But romance isn’t the only thing that stimulates increases in dopamine and its rocketlike path through your reward system. Nicotine and cocaine follow exactly the same pattern: Try it, dopamine is released, it feels good, and you want more—you are in a “goal-oriented motivational state.” Take this to its logical conclusion and, as far as brain wiring is concerned, when you’re in love, it’s not as if you’re an addict. You are an addict.

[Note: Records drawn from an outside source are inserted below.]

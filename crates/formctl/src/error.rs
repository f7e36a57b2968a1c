#![forbid(unsafe_code)]

//! Engine-level errors.
//!
//! Validation failures are not errors: they live in the error tree of the
//! form state. Calls on unknown paths are silent no-ops. What remains is
//! listed here.

use std::fmt;

use formctl_validation::ValidatorFault;

/// An error raised by the form engine.
#[derive(Debug, Clone, PartialEq)]
pub enum FormError {
    /// A custom validate function failed.
    Validator(ValidatorFault),
    /// The configuration could not be parsed.
    Config(String),
}

impl fmt::Display for FormError {
    fn fmt(&self, f: &mut fmt::Formatter<'_>) -> fmt::Result {
        match self {
            FormError::Validator(fault) => write!(f, "validator error: {fault}"),
            FormError::Config(msg) => write!(f, "config error: {msg}"),
        }
    }
}

impl std::error::Error for FormError {
    fn source(&self) -> Option<&(dyn std::error::Error + 'static)> {
        match self {
            FormError::Validator(fault) => Some(fault),
            FormError::Config(_) => None,
        }
    }
}

impl From<ValidatorFault> for FormError {
    fn from(fault: ValidatorFault) -> Self {
        FormError::Validator(fault)
    }
}

impl From<serde_json::Error> for FormError {
    fn from(err: serde_json::Error) -> Self {
        FormError::Config(err.to_string())
    }
}

/// Result alias for engine operations.
pub type Result<T> = std::result::Result<T, FormError>;

#[cfg(test)]
mod tests {
    use super::*;
    use std::error::Error;

    #[test]
    fn validator_fault_is_the_source() {
        let err = FormError::from(ValidatorFault::new("email", "timeout"));
        assert!(err.to_string().contains("timeout"));
        assert!(err.source().is_some());
        assert!(FormError::Config("bad".into()).source().is_none());
    }
}
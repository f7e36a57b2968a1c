#![forbid(unsafe_code)]

//! The form control: one instance per form.
//!
//! [`FormControl`] owns the store, the scheduler, the three subjects (state,
//! values, array) and both update queues. Every public operation mutates
//! the store, then publishes: value and array events go out synchronously,
//! state patches go through the [`StateUpdateQueue`] and are delivered in one
//! merged notification per microtask flush (submit and reset are urgent).
//!
//! Validation is never run inline. Operations enqueue field names on the
//! [`ValidationQueue`]; each pass snapshots its inputs, runs the validators
//! and applies a result only when the field has not been written since the
//! snapshot.
//!
//! # Invariants
//!
//! - No store borrow is held while observers, bindings or validators run.
//! - `is_valid` is true iff the error tree holds no leaf.
//! - Observer deliveries are counted per instance, see
//!   [`FormControl::notification_count`].
//!
//! # Failure Modes
//!
//! | Condition | Behavior |
//! |-----------|----------|
//! | operation on an unregistered path | logged at `trace`, no-op |
//! | custom validator returns `Err` | other fields still validate; fault recorded, error left as is |
//! | control dropped with a pass in flight | the pass finds no control and applies nothing |

use std::cell::{Cell, Ref, RefCell, RefMut};
use std::fmt;
use std::future::Future;
use std::rc::{Rc, Weak};

use formctl_core::path::{get, normalize, set, unset};
use formctl_core::{FieldPath, Subject, Subscription, Tree, Value};
use formctl_runtime::{Merge, PassRequest, PassTrace, Scheduler, StateUpdateQueue, ValidationQueue};
use formctl_validation::{
    CriteriaMode, FieldError, FieldInput, RuleSet, SkipContext, should_skip_validation, validate_field,
};
use futures::FutureExt;
use futures::future::LocalBoxFuture;
use rustc_hash::FxHashSet;

use crate::bindable::{BindingRef, write_group};
use crate::config::FormConfig;
use crate::disabled::{DisabledSetting, resolve_disabled};
use crate::error::FormError;
use crate::field_array::ItemId;
use crate::options::{ResetFieldOptions, ResetOptions, SetValueOptions};
use crate::projector::{
    FormState, FormStatePatch, ReadSet, StateKeys, StateView, should_render, should_subscribe_by_name,
};
use crate::store::FormStore;

// ---------------------------------------------------------------------------
// Events
// ---------------------------------------------------------------------------

/// An input event reported by the binding layer.
#[derive(Debug, Clone, PartialEq)]
pub enum FieldEvent {
    /// The raw input value changed.
    Change(Value),
    Blur,
    Focus,
}

/// What produced a [`ValueEvent`].
#[derive(Debug, Clone, Copy, PartialEq, Eq)]
pub enum ValueEventKind {
    Change,
    SetValue,
    ArrayOp,
    Reset,
    Unregister,
}

/// A value delta. `name` is `None` for form-wide changes.
#[derive(Debug, Clone, PartialEq)]
pub struct ValueEvent {
    pub name: Option<String>,
    pub kind: ValueEventKind,
    pub values: Value,
}

/// A field array changed shape.
#[derive(Debug, Clone, PartialEq)]
pub struct ArrayEvent {
    pub name: String,
    /// The operation name, or `reset`.
    pub op: &'static str,
    pub values: Vec<Value>,
    pub ids: Vec<ItemId>,
}

/// State of one field.
#[derive(Debug, Clone, PartialEq, Default)]
pub struct FieldState {
    pub is_dirty: bool,
    pub is_touched: bool,
    /// An error exists at or beneath the field.
    pub invalid: bool,
    pub is_validating: bool,
    pub error: Option<FieldError>,
}

/// Scope of a state subscription.
#[derive(Debug, Clone, Default)]
pub struct StateSubscription {
    names: Vec<String>,
    exact: bool,
    keys: StateKeys,
    all: bool,
}

impl StateSubscription {
    #[must_use]
    pub fn new() -> Self {
        Self::default()
    }

    /// Only patches concerning these paths (or their ancestors and
    /// descendants) are delivered.
    #[must_use]
    pub fn names<I, S>(mut self, names: I) -> Self
    where
        I: IntoIterator<Item = S>,
        S: AsRef<str>,
    {
        self.names = names.into_iter().map(|name| normalize(name.as_ref())).collect();
        self
    }

    /// Match names exactly instead of by ancestry.
    #[must_use]
    pub fn exact(mut self) -> Self {
        self.exact = true;
        self
    }

    /// Keys the observer reads up front.
    #[must_use]
    pub fn keys(mut self, keys: StateKeys) -> Self {
        self.keys = keys;
        self
    }

    /// Deliver every patch regardless of reads.
    #[must_use]
    pub fn all(mut self) -> Self {
        self.all = true;
        self
    }
}
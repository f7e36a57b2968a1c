#![forbid(unsafe_code)]

//! The single focused field.
//!
//! Only the current field matters: no history is kept. A blur clears the
//! slot only when the blurred field still holds it, so a focus event that
//! arrives before the previous field's blur is not lost.

use formctl_core::FieldPath;

/// Tracks which field is focused.
#[derive(Debug, Clone, Default, PartialEq, Eq)]
pub struct FocusTracker {
    focused: Option<String>,
}

impl FocusTracker {
    #[must_use]
    pub fn new() -> Self {
        Self::default()
    }

    #[must_use]
    pub fn focused(&self) -> Option<&str> {
        self.focused.as_deref()
    }

    /// Record focus on `path`. Returns whether the slot changed.
    pub fn focus(&mut self, path: &str) -> bool {
        if self.focused.as_deref() == Some(path) {
            return false;
        }
        self.focused = Some(path.to_owned());
        true
    }

    /// Record a blur of `path`. Returns whether the slot changed.
    pub fn blur(&mut self, path: &str) -> bool {
        if self.focused.as_deref() != Some(path) {
            return false;
        }
        self.focused = None;
        true
    }

    /// Clear the slot. Returns whether it was occupied.
    pub fn clear(&mut self) -> bool {
        self.focused.take().is_some()
    }

    /// Clear the slot when it holds `path` or a descendant of it.
    pub fn release(&mut self, path: &str) -> bool {
        let prefix = FieldPath::parse(path);
        let held = self
            .focused
            .as_deref()
            .is_some_and(|focused| FieldPath::parse(focused).starts_with(&prefix));
        if held {
            self.focused = None;
        }
        held
    }
}

#[cfg(test)]
mod tests {
    use super::*;

    #[test]
    fn blur_only_clears_own_focus() {
        let mut focus = FocusTracker::new();
        assert!(focus.focus("a"));
        assert!(focus.focus("b"));
        assert!(!focus.blur("a"));
        assert_eq!(focus.focused(), Some("b"));
        assert!(focus.blur("b"));
        assert_eq!(focus.focused(), None);
    }

    #[test]
    fn release_covers_descendants() {
        let mut focus = FocusTracker::new();
        focus.focus("items.0.name");
        assert!(!focus.release("items.1"));
        assert!(focus.release("items"));
        assert!(!focus.clear());
    }
}
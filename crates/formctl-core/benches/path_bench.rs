use std::hint::black_box;

use criterion::{BenchmarkId, Criterion, criterion_group, criterion_main};
use formctl_core::path::{get, set, unset};
use formctl_core::{Tree, Value, diff_values};

fn nested_form(rows: usize) -> Value {
    Value::object([
        ("profile", Value::object([
            ("name", Value::from("ada")),
            ("email", Value::from("ada@example.com")),
        ])),
        ("items", Value::array((0..rows).map(|i| {
            Value::object([
                ("sku", Value::from(format!("sku-{i}"))),
                ("qty", Value::from(i)),
            ])
        }))),
    ])
}

fn bench_get_set(c: &mut Criterion) {
    let mut group = c.benchmark_group("path_get_set");
    for rows in [10usize, 100, 1000] {
        let form = nested_form(rows);
        let last = format!("items.{}.qty", rows - 1);
        group.bench_function(BenchmarkId::new("get_last_item", rows), |b| {
            b.iter(|| black_box(get(&form, black_box(&last))));
        });
        group.bench_function(BenchmarkId::new("set_then_unset", rows), |b| {
            let mut form = form.clone();
            b.iter(|| {
                set(&mut form, "items.0.note", Value::from("x"));
                black_box(unset(&mut form, "items.0.note"));
            });
        });
    }
    group.finish();
}

fn bench_bookkeeping(c: &mut Criterion) {
    let mut group = c.benchmark_group("bookkeeping");
    for rows in [10usize, 100, 1000] {
        let baseline = nested_form(rows);
        let mut current = baseline.clone();
        set(&mut current, "items.3.qty", Value::from(-1));
        group.bench_function(BenchmarkId::new("diff_values", rows), |b| {
            b.iter(|| black_box(diff_values(&baseline, &current)));
        });
        group.bench_function(BenchmarkId::new("dirty_tree_writes", rows), |b| {
            b.iter(|| {
                let mut dirty = Tree::new();
                for i in 0..rows {
                    set(&mut dirty, &format!("items.{i}.qty"), Tree::Leaf(true));
                }
                black_box(dirty)
            });
        });
    }
    group.finish();
}

criterion_group!(benches, bench_get_set, bench_bookkeeping);
criterion_main!(benches);
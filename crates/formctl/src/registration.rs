#![forbid(unsafe_code)]

//! Field registration and the binding lifecycle.
//!
//! `register` creates or updates a descriptor and returns a
//! [`FieldRegistration`]: the handle the binding layer uses to attach its
//! inputs and forward their events. When a field loses its last binding it
//! is either unregistered (`should_unregister`) or kept, unmounted, with its
//! value.

use std::fmt;
use std::rc::Rc;

use formctl_core::path::{normalize, unset};
use formctl_core::{FieldPath, Value};
use formctl_runtime::Merge;
use formctl_validation::RuleSet;

use crate::bindable::BindingRef;
use crate::control::{FieldEvent, FieldState, FormControl, ValueEventKind};
use crate::options::UnregisterOptions;
use crate::projector::FormStatePatch;

/// Handle to one registered field.
#[derive(Clone)]
pub struct FieldRegistration {
    control: FormControl,
    name: String,
}

impl fmt::Debug for FieldRegistration {
    fn fmt(&self, f: &mut fmt::Formatter<'_>) -> fmt::Result {
        f.debug_struct("FieldRegistration").field("name", &self.name).finish()
    }
}

impl FieldRegistration {
    #[must_use]
    pub fn name(&self) -> &str {
        &self.name
    }

    /// Attach a live input. The input receives the field's current value.
    pub fn attach(&self, binding: BindingRef) {
        self.control.attach_binding(&self.name, binding);
    }

    pub fn detach(&self, binding: &BindingRef) {
        self.control.detach_binding(&self.name, binding);
    }

    pub fn on_change(&self, raw: impl Into<Value>) {
        self.control.notify(&self.name, FieldEvent::Change(raw.into()));
    }

    pub fn on_blur(&self) {
        self.control.notify(&self.name, FieldEvent::Blur);
    }

    pub fn on_focus(&self) {
        self.control.notify(&self.name, FieldEvent::Focus);
    }

    #[must_use]
    pub fn value(&self) -> Value {
        self.control.get_values(Some(&self.name))
    }

    #[must_use]
    pub fn field_state(&self) -> FieldState {
        self.control.get_field_state(&self.name)
    }
}

impl FormControl {
    /// Register the field at `name` with `rules`. Registering again replaces
    /// the rule set.
    pub fn register(&self, name: &str, rules: RuleSet) -> FieldRegistration {
        let key = normalize(name);
        {
            let mut store = self.store_mut();
            let seed = rules.value.clone();
            let outcome = store.registry.register(&key, rules);
            if outcome.created && store.value_at(&key).is_undefined() {
                let initial = seed
                    .filter(|value| !value.is_undefined())
                    .unwrap_or_else(|| store.baseline_at(&key));
                if !initial.is_undefined() {
                    store.write_value(&key, initial);
                }
            }
        }
        FieldRegistration {
            control: self.clone(),
            name: key,
        }
    }

    pub(crate) fn attach_binding(&self, key: &str, binding: BindingRef) {
        let (bindings, value, focus) = {
            let mut store = self.store_mut();
            let Some(descriptor) = store.registry.field_mut(key) else {
                tracing::trace!(field = key, "attach to unregistered field ignored");
                return;
            };
            if !descriptor.attach(Rc::clone(&binding)) {
                return;
            }
            let read_only = descriptor.is_read_only();
            let seed = descriptor.rules.value.clone();
            let shown = descriptor
                .read_value()
                .map(|raw| descriptor.rules.transform_input(raw));
            let bindings = descriptor.bindings().to_vec();

            let current = store.value_at(key);
            let value = if current.is_undefined() {
                let initial = seed
                    .filter(|value| !value.is_undefined())
                    .unwrap_or_else(|| store.baseline_at(key));
                if initial.is_undefined() {
                    if let Some(shown) = shown.filter(|value| !value.is_undefined()) {
                        store.write_value(key, shown);
                    }
                    None
                } else {
                    store.write_value(key, initial.clone());
                    Some(initial)
                }
            } else {
                Some(current)
            };
            store.read_only.observe(key, read_only);

            let path = FieldPath::parse(key);
            let focus = store
                .pending_focus
                .as_deref()
                .is_some_and(|pending| path.starts_with(&FieldPath::parse(pending)));
            if focus {
                store.pending_focus = None;
            }
            (bindings, value, focus)
        };
        if let Some(value) = value {
            Self::write_bindings(vec![(bindings, value)]);
        }
        tracing::trace!(field = key, "binding attached");
        if focus && binding.focus() {
            self.record_focus(key);
        }
    }

    pub(crate) fn detach_binding(&self, key: &str, binding: &BindingRef) {
        let should_unregister = {
            let mut store = self.store_mut();
            let Some(descriptor) = store.registry.field_mut(key) else {
                return;
            };
            if !descriptor.detach(binding) || descriptor.has_bindings() {
                return;
            }
            descriptor.mounted = false;
            descriptor
                .rules
                .should_unregister
                .unwrap_or(self.config().should_unregister)
        };
        self.release_unmounted(key, should_unregister);
    }

    fn release_unmounted(&self, key: &str, should_unregister: bool) {
        if should_unregister {
            self.unregister(key, UnregisterOptions::default());
            return;
        }
        tracing::debug!(field = key, "field unmounted, value kept");
        let patch = {
            let mut store = self.store_mut();
            let mut patch = FormStatePatch::new().named(key);
            if store.focus.release(key) {
                patch.focused_field = Some(None);
            }
            patch
        };
        self.commit(patch, false);
    }

    /// Drop bindings that left the UI and release fields left without any.
    /// Returns how many bindings were dropped.
    pub fn prune_disconnected(&self) -> usize {
        let default_unregister = self.config().should_unregister;
        let (dropped, orphans) = {
            let mut store = self.store_mut();
            let mut dropped = 0;
            let mut orphans = Vec::new();
            for name in store.registry.names() {
                let Some(descriptor) = store.registry.field_mut(&name) else {
                    continue;
                };
                let had_bindings = descriptor.has_bindings();
                dropped += descriptor.prune_disconnected();
                if had_bindings && !descriptor.has_bindings() {
                    descriptor.mounted = false;
                    let unregister = descriptor.rules.should_unregister.unwrap_or(default_unregister);
                    orphans.push((name, unregister));
                }
            }
            (dropped, orphans)
        };
        for (name, unregister) in orphans {
            self.release_unmounted(&name, unregister);
        }
        if dropped > 0 {
            tracing::debug!(dropped, "disconnected bindings pruned");
        }
        dropped
    }

    /// Re-read the read-only state of the bindings at or beneath `name`
    /// (every field when `None`). Returns whether any field changed.
    pub fn refresh_read_only(&self, name: Option<&str>) -> bool {
        let mut store = self.store_mut();
        let names = match name {
            Some(name) => store.registry.descendants(&normalize(name)),
            None => store.registry.names(),
        };
        let mut changed = false;
        for name in names {
            let read_only = store.registry.field(&name).is_some_and(|d| d.is_read_only());
            changed |= store.read_only.observe(&name, read_only);
        }
        changed
    }

    /// Remove the field (or every field) at or beneath `name`.
    pub fn unregister(&self, name: &str, options: UnregisterOptions) {
        let key = normalize(name);
        let patch = {
            let mut store = self.store_mut();
            let targets = store.registry.descendants(&key);
            for target in &targets {
                if options.keep_value {
                    if let Some(descriptor) = store.registry.field_mut(target) {
                        descriptor.mounted = false;
                    }
                } else {
                    store.registry.remove(target);
                }
                store.read_only.forget(target);
            }
            if !options.keep_value {
                store.remove_value(&key);
                store.registry.remove_array(&key);
                store.array_ids.retain(|array, _| !FieldPath::parse(array).starts_with(&FieldPath::parse(&key)));
                store.array_structure.remove(&key);
                store.forget_revisions(&key);
            }
            if !options.keep_error {
                unset(&mut store.errors, &key);
            }
            if !options.keep_dirty {
                unset(&mut store.dirty, &key);
            }
            if !options.keep_touched {
                unset(&mut store.touched, &key);
            }
            if !options.keep_default_value && !self.config().should_unregister {
                unset(&mut store.defaults, &key);
            }
            store.validating.retain(|field| !FieldPath::parse(field).starts_with(&FieldPath::parse(&key)));

            let mut patch = FormStatePatch::new().named(&key);
            if store.focus.release(&key) {
                patch.focused_field = Some(None);
            }
            patch.merge(store.dirty_patch());
            patch.touched_fields = Some(store.touched.clone());
            patch.errors = Some(store.errors.clone());
            if !options.keep_is_valid {
                patch.is_valid = Some(store.errors.is_empty());
            }
            tracing::debug!(field = %key, fields = targets.len(), keep_value = options.keep_value, "unregistered");
            patch
        };
        self.commit(patch, false);
        self.publish_values(Some(key), ValueEventKind::Unregister);
    }
}
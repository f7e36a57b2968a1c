#![forbid(unsafe_code)]

//! Field errors (data) and validator faults (failures).
//!
//! A [`FieldError`] is an expected outcome: it is stored in the error tree
//! and shown to the user. A [`ValidatorFault`] means a custom validate
//! function itself failed; it never reaches the error tree and is routed to
//! the validation queue's error callback instead.

use std::fmt;

use formctl_core::Value;
use indexmap::IndexMap;
use serde::Serialize;

// ---------------------------------------------------------------------------
// Error Codes
// ---------------------------------------------------------------------------

/// Error code for the required rule.
pub const ERROR_CODE_REQUIRED: &str = "required";
/// Error code for the numeric/date lower bound.
pub const ERROR_CODE_MIN: &str = "min";
/// Error code for the numeric/date upper bound.
pub const ERROR_CODE_MAX: &str = "max";
/// Error code for the minimum length rule.
pub const ERROR_CODE_MIN_LENGTH: &str = "minLength";
/// Error code for the maximum length rule.
pub const ERROR_CODE_MAX_LENGTH: &str = "maxLength";
/// Error code for the pattern rule.
pub const ERROR_CODE_PATTERN: &str = "pattern";
/// Error code for an unnamed custom validate function.
pub const ERROR_CODE_VALIDATE: &str = "validate";
/// Error code used by programmatic `set_error` calls that name no type.
pub const ERROR_CODE_MANUAL: &str = "manual";

// ---------------------------------------------------------------------------
// FieldError
// ---------------------------------------------------------------------------

/// The normalized error of one field.
///
/// `kind` is the failing rule (serialized as `type`). With all-criteria
/// validation, `types` maps every failing rule to its message, or `true`
/// when the message is empty.
#[derive(Debug, Clone, PartialEq, Serialize)]
pub struct FieldError {
    #[serde(rename = "type")]
    pub kind: String,
    pub message: Value,
    #[serde(skip_serializing_if = "Option::is_none")]
    pub types: Option<IndexMap<String, Value>>,
}

impl FieldError {
    #[must_use]
    pub fn new(kind: impl Into<String>, message: impl Into<Value>) -> Self {
        Self {
            kind: kind.into(),
            message: message.into(),
            types: None,
        }
    }

    #[must_use]
    pub fn with_type(mut self, kind: impl Into<String>, message: impl Into<Value>) -> Self {
        self.types
            .get_or_insert_with(IndexMap::new)
            .insert(kind.into(), message.into());
        self
    }

    /// The message as text, if it is a string.
    #[must_use]
    pub fn message_str(&self) -> Option<&str> {
        self.message.as_str()
    }
}

impl fmt::Display for FieldError {
    fn fmt(&self, f: &mut fmt::Formatter<'_>) -> fmt::Result {
        write!(f, "{}: {}", self.kind, self.message)
    }
}

// ---------------------------------------------------------------------------
// ValidatorFault
// ---------------------------------------------------------------------------

/// A custom validate function failed instead of producing a verdict.
#[derive(Debug, Clone, PartialEq, Eq)]
pub struct ValidatorFault {
    pub field: String,
    pub message: String,
}

impl ValidatorFault {
    #[must_use]
    pub fn new(field: impl Into<String>, message: impl Into<String>) -> Self {
        Self {
            field: field.into(),
            message: message.into(),
        }
    }

    /// Attach the field name when the validate function left it blank.
    #[must_use]
    pub fn for_field(mut self, field: &str) -> Self {
        if self.field.is_empty() {
            self.field = field.to_owned();
        }
        self
    }
}

impl fmt::Display for ValidatorFault {
    fn fmt(&self, f: &mut fmt::Formatter<'_>) -> fmt::Result {
        write!(f, "validator for {:?} failed: {}", self.field, self.message)
    }
}

impl std::error::Error for ValidatorFault {}
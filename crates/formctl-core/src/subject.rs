#![forbid(unsafe_code)]

//! Minimal multicast observable.
//!
//! A [`Subject`] pushes each value to every registered observer, synchronously
//! and in registration order. There is no buffering: a late subscriber never
//! sees past values.
//!
//! # Invariants
//!
//! - Observer ids are strictly increasing per subject and never reused.
//! - `next` iterates over a snapshot of the observer list, so observers may
//!   subscribe or unsubscribe from inside a callback; changes take effect on
//!   the following `next`.
//! - A [`Subscription`] outliving its subject disposes as a no-op.

use std::cell::{Cell, RefCell};
use std::fmt;
use std::rc::{Rc, Weak};

/// Identifier of one observer within a subject.
pub type ObserverId = u64;

type Observer<T> = Rc<dyn Fn(&T)>;

struct SubjectInner<T> {
    label: &'static str,
    next_id: Cell<ObserverId>,
    observers: RefCell<Vec<(ObserverId, Observer<T>)>>,
}

impl<T> SubjectInner<T> {
    fn remove(&self, id: ObserverId) -> bool {
        let mut observers = self.observers.borrow_mut();
        let before = observers.len();
        observers.retain(|(existing, _)| *existing != id);
        before != observers.len()
    }
}

/// A push channel with any number of observers.
pub struct Subject<T> {
    inner: Rc<SubjectInner<T>>,
}

impl<T> Clone for Subject<T> {
    fn clone(&self) -> Self {
        Self {
            inner: Rc::clone(&self.inner),
        }
    }
}

impl<T> fmt::Debug for Subject<T> {
    fn fmt(&self, f: &mut fmt::Formatter<'_>) -> fmt::Result {
        f.debug_struct("Subject")
            .field("label", &self.inner.label)
            .field("observers", &self.observer_count())
            .finish()
    }
}

impl<T: 'static> Subject<T> {
    /// Create a subject. `label` only appears in logs.
    #[must_use]
    pub fn new(label: &'static str) -> Self {
        Self {
            inner: Rc::new(SubjectInner {
                label,
                next_id: Cell::new(1),
                observers: RefCell::new(Vec::new()),
            }),
        }
    }

    /// Register `observer` and return its disposer.
    pub fn subscribe(&self, observer: impl Fn(&T) + 'static) -> Subscription {
        let id = self.inner.next_id.get();
        self.inner.next_id.set(id + 1);
        self.inner.observers.borrow_mut().push((id, Rc::new(observer)));
        tracing::debug!(subject = self.inner.label, observer_id = id, "observer subscribed");

        let weak: Weak<SubjectInner<T>> = Rc::downgrade(&self.inner);
        Subscription {
            id,
            disposer: Some(Box::new(move || {
                if let Some(inner) = weak.upgrade() {
                    if inner.remove(id) {
                        tracing::debug!(subject = inner.label, observer_id = id, "observer unsubscribed");
                    }
                }
            })),
        }
    }

    /// Deliver `value` to every observer.
    pub fn next(&self, value: &T) {
        let snapshot: Vec<Observer<T>> = self
            .inner
            .observers
            .borrow()
            .iter()
            .map(|(_, observer)| Rc::clone(observer))
            .collect();
        tracing::trace!(subject = self.inner.label, observers = snapshot.len(), "next");
        for observer in snapshot {
            observer(value);
        }
    }
}

impl<T> Subject<T> {
    /// Drop every observer.
    pub fn unsubscribe(&self) {
        let count = {
            let mut observers = self.inner.observers.borrow_mut();
            let count = observers.len();
            observers.clear();
            count
        };
        tracing::debug!(subject = self.inner.label, dropped = count, "subject cleared");
    }

    #[must_use]
    pub fn observer_count(&self) -> usize {
        self.inner.observers.borrow().len()
    }

    #[must_use]
    pub fn is_observed(&self) -> bool {
        self.observer_count() > 0
    }
}

/// Handle for one observer. Dropping it keeps the observer registered; call
/// [`Subscription::unsubscribe`] to remove it.
pub struct Subscription {
    id: ObserverId,
    disposer: Option<Box<dyn FnOnce()>>,
}

impl Subscription {
    /// A handle that owns nothing.
    #[must_use]
    pub fn empty() -> Self {
        Self {
            id: 0,
            disposer: None,
        }
    }

    /// Bundle several subscriptions under one disposer.
    #[must_use]
    pub fn merge(subscriptions: Vec<Subscription>) -> Self {
        let id = subscriptions.first().map_or(0, Subscription::id);
        Self {
            id,
            disposer: Some(Box::new(move || {
                for subscription in subscriptions {
                    subscription.unsubscribe();
                }
            })),
        }
    }

    #[must_use]
    pub fn id(&self) -> ObserverId {
        self.id
    }

    /// Remove the observer from its subject.
    pub fn unsubscribe(mut self) {
        if let Some(dispose) = self.disposer.take() {
            dispose();
        }
    }
}

impl fmt::Debug for Subscription {
    fn fmt(&self, f: &mut fmt::Formatter<'_>) -> fmt::Result {
        f.debug_struct("Subscription")
            .field("id", &self.id)
            .field("active", &self.disposer.is_some())
            .finish()
    }
}

#[cfg(test)]
mod tests {
    use super::*;

    #[test]
    fn delivers_in_registration_order() {
        let subject = Subject::<i32>::new("test");
        let log = Rc::new(RefCell::new(Vec::new()));
        for tag in ["a", "b", "c"] {
            let log = Rc::clone(&log);
            let _ = subject.subscribe(move |v| log.borrow_mut().push(format!("{tag}{v}")));
        }
        subject.next(&1);
        assert_eq!(*log.borrow(), vec!["a1", "b1", "c1"]);
    }

    #[test]
    fn late_subscriber_misses_past_values() {
        let subject = Subject::<i32>::new("test");
        subject.next(&1);
        let seen = Rc::new(Cell::new(0));
        let sink = Rc::clone(&seen);
        let _ = subject.subscribe(move |v| sink.set(*v));
        assert_eq!(seen.get(), 0);
        subject.next(&2);
        assert_eq!(seen.get(), 2);
    }

    #[test]
    fn disposer_removes_only_its_observer() {
        let subject = Subject::<()>::new("test");
        let first = subject.subscribe(|_| {});
        let _second = subject.subscribe(|_| {});
        assert_eq!(subject.observer_count(), 2);
        first.unsubscribe();
        assert_eq!(subject.observer_count(), 1);
    }

    #[test]
    fn unsubscribe_all_clears() {
        let subject = Subject::<()>::new("test");
        let _a = subject.subscribe(|_| {});
        let _b = subject.subscribe(|_| {});
        subject.unsubscribe();
        assert!(!subject.is_observed());
    }

    #[test]
    fn observer_may_subscribe_during_next() {
        let subject = Subject::<i32>::new("test");
        let inner = subject.clone();
        let calls = Rc::new(Cell::new(0));
        let counter = Rc::clone(&calls);
        let _ = subject.subscribe(move |_| {
            let counter = Rc::clone(&counter);
            let _ = inner.subscribe(move |_| counter.set(counter.get() + 1));
        });
        subject.next(&1);
        assert_eq!(calls.get(), 0);
        subject.next(&2);
        assert_eq!(calls.get(), 1);
    }

    #[test]
    fn disposing_after_subject_drop_is_noop() {
        let subject = Subject::<()>::new("test");
        let subscription = subject.subscribe(|_| {});
        drop(subject);
        subscription.unsubscribe();
    }
}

Just as love at its best is explained by fMRI scans, so, too, is love at its worst. In 2010 the team who first used fMRI scanning to connect love and the caudate nucleus set out to observe the brain when anger and hurt feelings enter the mix. They gathered a group of individuals who were in the first stages of a breakup, all of whom reported that they thought about their rejecter approximately 85 percent of their waking hours and yearned to reunite with him or her. Moreover, all of these lovelorn reported “signs of lack of emotion control on a regular basis since the initial breakup, occurring regularly for weeks or months. This included inappropriate phoning, writing or e-mailing, pleading for reconciliation, sobbing for hours, drinking too much and/or making dramatic entrances and exits into the rejecter’s home, place of work or social space to express anger, despair or passionate love.” In other words, each of these bereft souls had it bad.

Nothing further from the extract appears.